Müller-Funk: Hofmannsthal bietet das für die Zeit der Wiener Moderne Aktuellste an Psychologie auf. Es gibt mehrere Dialoge, in denen Übertragung, autotherapeutische Momente stattfinden, in welchen Nähe und Distanz permanent wechseln. Das ist am stärksten zwischen Klytämnestra und Elektra. Hass und Liebe, also Ambivalenz, was für Freud ja ein Charakteristikum menschlicher Sozialisation in der Familie ist, das wird alles durchgespielt.

Ein bisschen tritt das Hinterfragen der Rache zurück. Dass für Menschen, die in einer Opfergesellschaft leben, der Einsatz von Gewalt eigentlich selbstverständlich ist, und dass Rache eine Form von Gerechtigkeit ist, das ist ja genau etwas, was wir heute infrage stellen.

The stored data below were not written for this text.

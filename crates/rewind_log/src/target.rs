//! Replay targets.

use chrono::{DateTime, Utc};
use rewind_core::{CoreError, LogOffset};
use serde::{Deserialize, Serialize};

/// Point in a stream's history to reconstruct
///
/// Exactly one bound is set. Offsets and timestamps only locate the upper
/// sequence number; folding is always in sequence order.
#[derive(Debug, Clone, Copy, PartialEq, Eq, Serialize, Deserialize)]
#[serde(try_from = "TargetBounds", into = "TargetBounds")]
pub enum ReplayTarget {
    /// Everything at or before this log offset
    Offset(LogOffset),
    /// Everything at or before this wall-clock instant
    ///
    /// Under clock skew this is the longest prefix of the stream whose
    /// timestamps are all at or before the instant, so an early-stamped event
    /// that follows a late-stamped one is not included.
    Timestamp(DateTime<Utc>),
}

impl ReplayTarget {
    /// Offset target
    #[must_use]
    pub const fn offset(offset: u64) -> Self {
        Self::Offset(LogOffset::from_raw(offset))
    }

    /// Timestamp target
    #[must_use]
    pub const fn timestamp(at: DateTime<Utc>) -> Self {
        Self::Timestamp(at)
    }
}

impl std::fmt::Display for ReplayTarget {
    fn fmt(&self, f: &mut std::fmt::Formatter<'_>) -> std::fmt::Result {
        match self {
            Self::Offset(offset) => write!(f, "offset {}", offset),
            Self::Timestamp(at) => write!(f, "timestamp {}", at.to_rfc3339()),
        }
    }
}

/// Loose two-field form of a target, as it arrives from callers or files
#[derive(Debug, Clone, Copy, Default, PartialEq, Eq, Serialize, Deserialize)]
pub struct TargetBounds {
    /// Log offset bound
    #[serde(default, skip_serializing_if = "Option::is_none")]
    pub offset: Option<LogOffset>,
    /// Wall-clock bound
    #[serde(default, skip_serializing_if = "Option::is_none")]
    pub timestamp: Option<DateTime<Utc>>,
}

impl TryFrom<TargetBounds> for ReplayTarget {
    type Error = CoreError;

    fn try_from(bounds: TargetBounds) -> Result<Self, Self::Error> {
        match (bounds.offset, bounds.timestamp) {
            (Some(offset), None) => Ok(Self::Offset(offset)),
            (None, Some(at)) => Ok(Self::Timestamp(at)),
            (None, None) => Err(CoreError::out_of_range(
                "replay target has neither offset nor timestamp",
            )),
            (Some(_), Some(_)) => Err(CoreError::out_of_range(
                "replay target has both offset and timestamp",
            )),
        }
    }
}

impl From<ReplayTarget> for TargetBounds {
    fn from(target: ReplayTarget) -> Self {
        match target {
            ReplayTarget::Offset(offset) => Self {
                offset: Some(offset),
                timestamp: None,
            },
            ReplayTarget::Timestamp(at) => Self {
                offset: None,
                timestamp: Some(at),
            },
        }
    }
}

Zervoulakos: Die Rache und diese selbstauferlegte Denkmalpflege, die Elektra betreibt, sind ein Projekt – ihr Projekt – mit dem sie ganz grundsätzlich den gesicherten Erhalt ihrer Identität verbindet. Und es kommt unweigerlich der Moment, in dem zur Frage steht, ob durch die Auflösung der Situation, durch „das rechte Blutopfer“, dieses Projekt gefährdet ist: Ich habe mein Leben, mein Dasein in dieses Projekt investiert. Gibt es danach überhaupt noch etwas für mich?

Müller-Funk: Also aktuell ist natürlich die Rache immer, denn wir spüren spontan, wenn wir beleidigt oder gekränkt worden sind, Racheimpulse: Dem zahle ich das heim! Das ist ein Impuls, der immer noch wirksam ist. Die einzige Chance, die wir haben, ist, damit umzugehen. Und das macht Psychoanalyse zu einem wichtigen Reflexionsinstrument. Wenn wir ein Trauma erlitten haben, dann arbeiten wir nicht autodestruktiv daran, diese Gewaltspirale weiter zu drehen, sondern daran, zu einem Ende zu kommen.

Der Vater stachelt Elektra sozusagen im Unterbewusstsein an, die Instanz des Überichs sagt: Wenn du eine folgsame Tochter bist, musst du Klytämnestra und Ägisth töten. Der Tötungsimpuls geht von der patriarchalen Instanz aus.

Zervoulakos: Elektra ist eher mit der Interpretation eines Lebens ihres Vaters beschäftigt als mit dem der Mutter.

Müller-Funk: Ich frage mich, ob Hofmannsthal davon ausgehen konnte, dass das zeitgenössische Theaterpublikum die Vorgeschichte kennt. Denn die Geschichte beginnt ja eigentlich damit, dass Agamemnon die dritte, jüngste Tochter, Iphigenie, auf Druck des griechischen Heeres opfern musste. Und er kehrt zurück als Sieger und bringt eine Zwangsgeliebte, Cassandra, mit sich. Das ist der Hintergrund des Mordes an Agamemnon durch Klytämnestra. Der Auslöser für die Situation im Stück ist also nicht Elektra.

Zervoulakos: Ja. Es ist selten der Fall, dass man zu aufgeladenen dramatischen Szenen kommt, die sich nicht mit etwas beschäftigen, das in der Vergangenheit liegt.

Müller-Funk: Mutter und Tochter haben ungewollt Ähnlichkeiten. Und diese Ähnlichkeit führt dazu, dass man das, was man an sich selbst nicht akzeptiert, gegen den anderen richtet. Das verstärkt, beschleunigt noch die Gewalt. Wir begegnen ja am Ende Elektra als einem zerstörten Menschen. Das ist kein Ausweg, den man finden könnte. Damit ist diese Aktion in einem ganz anderen Sinn tragisch, nämlich für sie selbst. Es ist keine Versöhnung mit den anderen denkbar.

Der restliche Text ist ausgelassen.